Content starts

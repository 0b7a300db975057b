use rand::Rng;

use super::config::GameConfig;
use super::error::GameError;
use super::judge::verify_bytes;
use super::melody::Melody;
use super::sequence::Sequence;
use super::speed::SpeedReading;

/// Where the round controller is in the round lifecycle.
#[derive(Debug, Clone, Copy, PartialEq, Eq)]
#[cfg_attr(feature = "defmt", derive(defmt::Format))]
pub enum Phase {
    /// Reading speed, generating and showing the sequence.
    Presenting,
    /// Sequence shown; waiting (indefinitely) for a submitted line.
    AwaitingInput,
    /// A line arrived and is being judged and reported.
    Judging,
}

/// Result of judging one submission.
#[derive(Debug, Clone, Copy, PartialEq, Eq)]
#[cfg_attr(feature = "defmt", derive(defmt::Format))]
pub enum RoundOutcome {
    /// Correct; `streak` is the win streak after incrementing.
    Win { streak: u32 },
    /// Incorrect; `ended_streak` is the streak that was reset to zero.
    Loss { ended_streak: u32 },
}

impl RoundOutcome {
    pub fn is_win(&self) -> bool {
        matches!(self, RoundOutcome::Win { .. })
    }

    /// Machine-readable outcome code written to the console: `1` or `0`.
    pub fn code(&self) -> u8 {
        match self {
            RoundOutcome::Win { .. } => b'1',
            RoundOutcome::Loss { .. } => b'0',
        }
    }

    pub fn melody(&self) -> Melody {
        match self {
            RoundOutcome::Win { .. } => Melody::Win,
            RoundOutcome::Loss { .. } => Melody::Lose,
        }
    }
}

/// All mutable game state, owned by the round controller.
///
/// Only the win streak carries over from one judged round to the next; the
/// sequence and speed reading are replaced every round.
#[derive(Debug, Clone)]
pub struct GameState {
    config: GameConfig,
    sequence: Option<Sequence>,
    speed: SpeedReading,
    win_streak: u32,
    phase: Phase,
    rounds_started: u32,
}

impl GameState {
    /// Returns [`GameError::InvalidSequenceLength`] if `config` is invalid.
    pub fn new(config: GameConfig) -> Result<Self, GameError> {
        config.validate()?;
        Ok(Self {
            config,
            sequence: None,
            speed: SpeedReading::default(),
            win_streak: 0,
            phase: Phase::Presenting,
            rounds_started: 0,
        })
    }

    pub fn config(&self) -> &GameConfig {
        &self.config
    }

    /// The current round's sequence, `None` before the first round.
    pub fn sequence(&self) -> Option<&Sequence> {
        self.sequence.as_ref()
    }

    pub fn speed(&self) -> SpeedReading {
        self.speed
    }

    pub fn win_streak(&self) -> u32 {
        self.win_streak
    }

    pub fn phase(&self) -> Phase {
        self.phase
    }

    pub fn rounds_started(&self) -> u32 {
        self.rounds_started
    }

    // ── Round setup ──────────────────────────────────────────────────

    /// Start setting up a round from a fresh potentiometer reading.
    pub fn update_speed(&mut self, raw: u16) -> SpeedReading {
        self.phase = Phase::Presenting;
        self.speed = SpeedReading::from_raw(raw);
        self.speed
    }

    /// Replace the sequence with a new one of the configured length.
    pub fn generate_sequence<R: Rng + ?Sized>(
        &mut self,
        rng: &mut R,
    ) -> Result<&Sequence, GameError> {
        self.phase = Phase::Presenting;
        let sequence = Sequence::generate(self.config.sequence_length, rng)?;
        self.rounds_started = self.rounds_started.saturating_add(1);
        Ok(self.sequence.insert(sequence))
    }

    /// Presentation finished; the next line read is this round's answer.
    pub fn await_input(&mut self) {
        self.phase = Phase::AwaitingInput;
    }

    // ── Judging ──────────────────────────────────────────────────────

    /// Judge a trimmed submission and update the win streak.
    ///
    /// A submission arriving before any sequence exists is judged wrong.
    pub fn judge(&mut self, submission: &[u8]) -> RoundOutcome {
        self.phase = Phase::Judging;
        let correct = self
            .sequence
            .as_ref()
            .is_some_and(|expected| verify_bytes(submission, expected));
        self.record(correct)
    }

    /// End the round as a loss without comparing anything, for input that
    /// could not be received whole.
    pub fn forfeit(&mut self) -> RoundOutcome {
        self.phase = Phase::Judging;
        self.record(false)
    }

    fn record(&mut self, correct: bool) -> RoundOutcome {
        if correct {
            self.win_streak = self.win_streak.saturating_add(1);
            RoundOutcome::Win { streak: self.win_streak }
        } else {
            let ended_streak = self.win_streak;
            self.win_streak = 0;
            RoundOutcome::Loss { ended_streak }
        }
    }
}

#[cfg(test)]
mod tests {
    use super::*;
    use crate::game::seeded_rng;
    use crate::game::speed::SpeedTier;

    fn state_with(sequence: &str) -> GameState {
        let mut state = GameState::new(GameConfig::default()).unwrap();
        state.sequence = Some(sequence.parse().unwrap());
        state.await_input();
        state
    }

    // ── Construction ─────────────────────────────────────────────────

    #[test]
    fn new_state_is_empty() {
        let state = GameState::new(GameConfig::default()).unwrap();
        assert!(state.sequence().is_none());
        assert_eq!(state.win_streak(), 0);
        assert_eq!(state.phase(), Phase::Presenting);
        assert_eq!(state.rounds_started(), 0);
    }

    #[test]
    fn new_rejects_invalid_config() {
        let config = GameConfig {
            sequence_length: 0,
            ..GameConfig::default()
        };
        assert_eq!(GameState::new(config).unwrap_err(), GameError::InvalidSequenceLength);
    }

    // ── Round setup ──────────────────────────────────────────────────

    #[test]
    fn round_setup_moves_through_phases() {
        let mut state = GameState::new(GameConfig::default()).unwrap();
        let mut rng = seeded_rng(3);

        let reading = state.update_speed(0);
        assert_eq!(reading.tier, SpeedTier::Fast);
        assert_eq!(state.speed().duration_ms, 200);
        assert_eq!(state.phase(), Phase::Presenting);

        let len = state.generate_sequence(&mut rng).unwrap().len();
        assert_eq!(len, 4);
        assert_eq!(state.rounds_started(), 1);

        state.await_input();
        assert_eq!(state.phase(), Phase::AwaitingInput);
    }

    #[test]
    fn generate_overwrites_previous_sequence() {
        let mut state = GameState::new(GameConfig::with_sequence_length(10).unwrap()).unwrap();
        let mut rng = seeded_rng(11);
        let first = state.generate_sequence(&mut rng).unwrap().clone();
        let mut replaced = false;
        for _ in 0..10 {
            if state.generate_sequence(&mut rng).unwrap() != &first {
                replaced = true;
            }
        }
        assert!(replaced);
        assert_eq!(state.sequence().unwrap().len(), 10);
    }

    // ── Judging ──────────────────────────────────────────────────────

    #[test]
    fn lowercase_submission_wins() {
        let mut state = state_with("BRYG");
        assert_eq!(state.judge(b"bryg"), RoundOutcome::Win { streak: 1 });
        assert_eq!(state.win_streak(), 1);
        assert_eq!(state.phase(), Phase::Judging);
    }

    #[test]
    fn short_submission_loses() {
        let mut state = state_with("BRYG");
        let outcome = state.judge(b"BRY");
        assert_eq!(outcome, RoundOutcome::Loss { ended_streak: 0 });
        assert_eq!(state.win_streak(), 0);
    }

    #[test]
    fn invalid_symbol_loses() {
        let mut state = state_with("BRYG");
        assert!(!state.judge(b"BRYX").is_win());
    }

    #[test]
    fn streak_counts_wins_and_resets_on_loss() {
        let mut state = state_with("BRYG");
        assert_eq!(state.judge(b"BRYG"), RoundOutcome::Win { streak: 1 });
        assert_eq!(state.judge(b"BRYG"), RoundOutcome::Win { streak: 2 });
        assert_eq!(state.judge(b"GGGG"), RoundOutcome::Loss { ended_streak: 2 });
        assert_eq!(state.win_streak(), 0);
        assert_eq!(state.judge(b"GGGG"), RoundOutcome::Loss { ended_streak: 0 });
    }

    #[test]
    fn submission_before_first_round_loses() {
        let mut state = GameState::new(GameConfig::default()).unwrap();
        assert_eq!(state.judge(b""), RoundOutcome::Loss { ended_streak: 0 });
    }

    #[test]
    fn forfeit_loses_and_ends_streak() {
        let mut state = state_with("BRYG");
        state.judge(b"BRYG");
        assert_eq!(state.forfeit(), RoundOutcome::Loss { ended_streak: 1 });
        assert_eq!(state.win_streak(), 0);
        assert_eq!(state.phase(), Phase::Judging);
    }

    #[test]
    fn counters_saturate() {
        let mut state = state_with("BRYG");
        state.win_streak = u32::MAX;
        state.rounds_started = u32::MAX;
        assert_eq!(state.judge(b"BRYG"), RoundOutcome::Win { streak: u32::MAX });
        state.generate_sequence(&mut seeded_rng(5)).unwrap();
        assert_eq!(state.rounds_started(), u32::MAX);
    }

    #[test]
    fn outcome_codes_and_melodies() {
        let win = RoundOutcome::Win { streak: 3 };
        let loss = RoundOutcome::Loss { ended_streak: 3 };
        assert_eq!(win.code(), b'1');
        assert_eq!(loss.code(), b'0');
        assert_eq!(win.melody(), Melody::Win);
        assert_eq!(loss.melody(), Melody::Lose);
    }
}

Content ends

The line with "pub enum RoundOutcome" is the last to include; transcribe exactly every line from the top of the material above down to it.

## EXPECTED ANSWER
repository 0b7a300db975057b
use rand::Rng;

use super::config::GameConfig;
use super::error::GameError;
use super::judge::verify_bytes;
use super::melody::Melody;
use super::sequence::Sequence;
use super::speed::SpeedReading;

/// Where the round controller is in the round lifecycle.
#[derive(Debug, Clone, Copy, PartialEq, Eq)]
#[cfg_attr(feature = "defmt", derive(defmt::Format))]
pub enum Phase {
    /// Reading speed, generating and showing the sequence.
    Presenting,
    /// Sequence shown; waiting (indefinitely) for a submitted line.
    AwaitingInput,
    /// A line arrived and is being judged and reported.
    Judging,
}

/// Result of judging one submission.
#[derive(Debug, Clone, Copy, PartialEq, Eq)]
#[cfg_attr(feature = "defmt", derive(defmt::Format))]
pub enum RoundOutcome {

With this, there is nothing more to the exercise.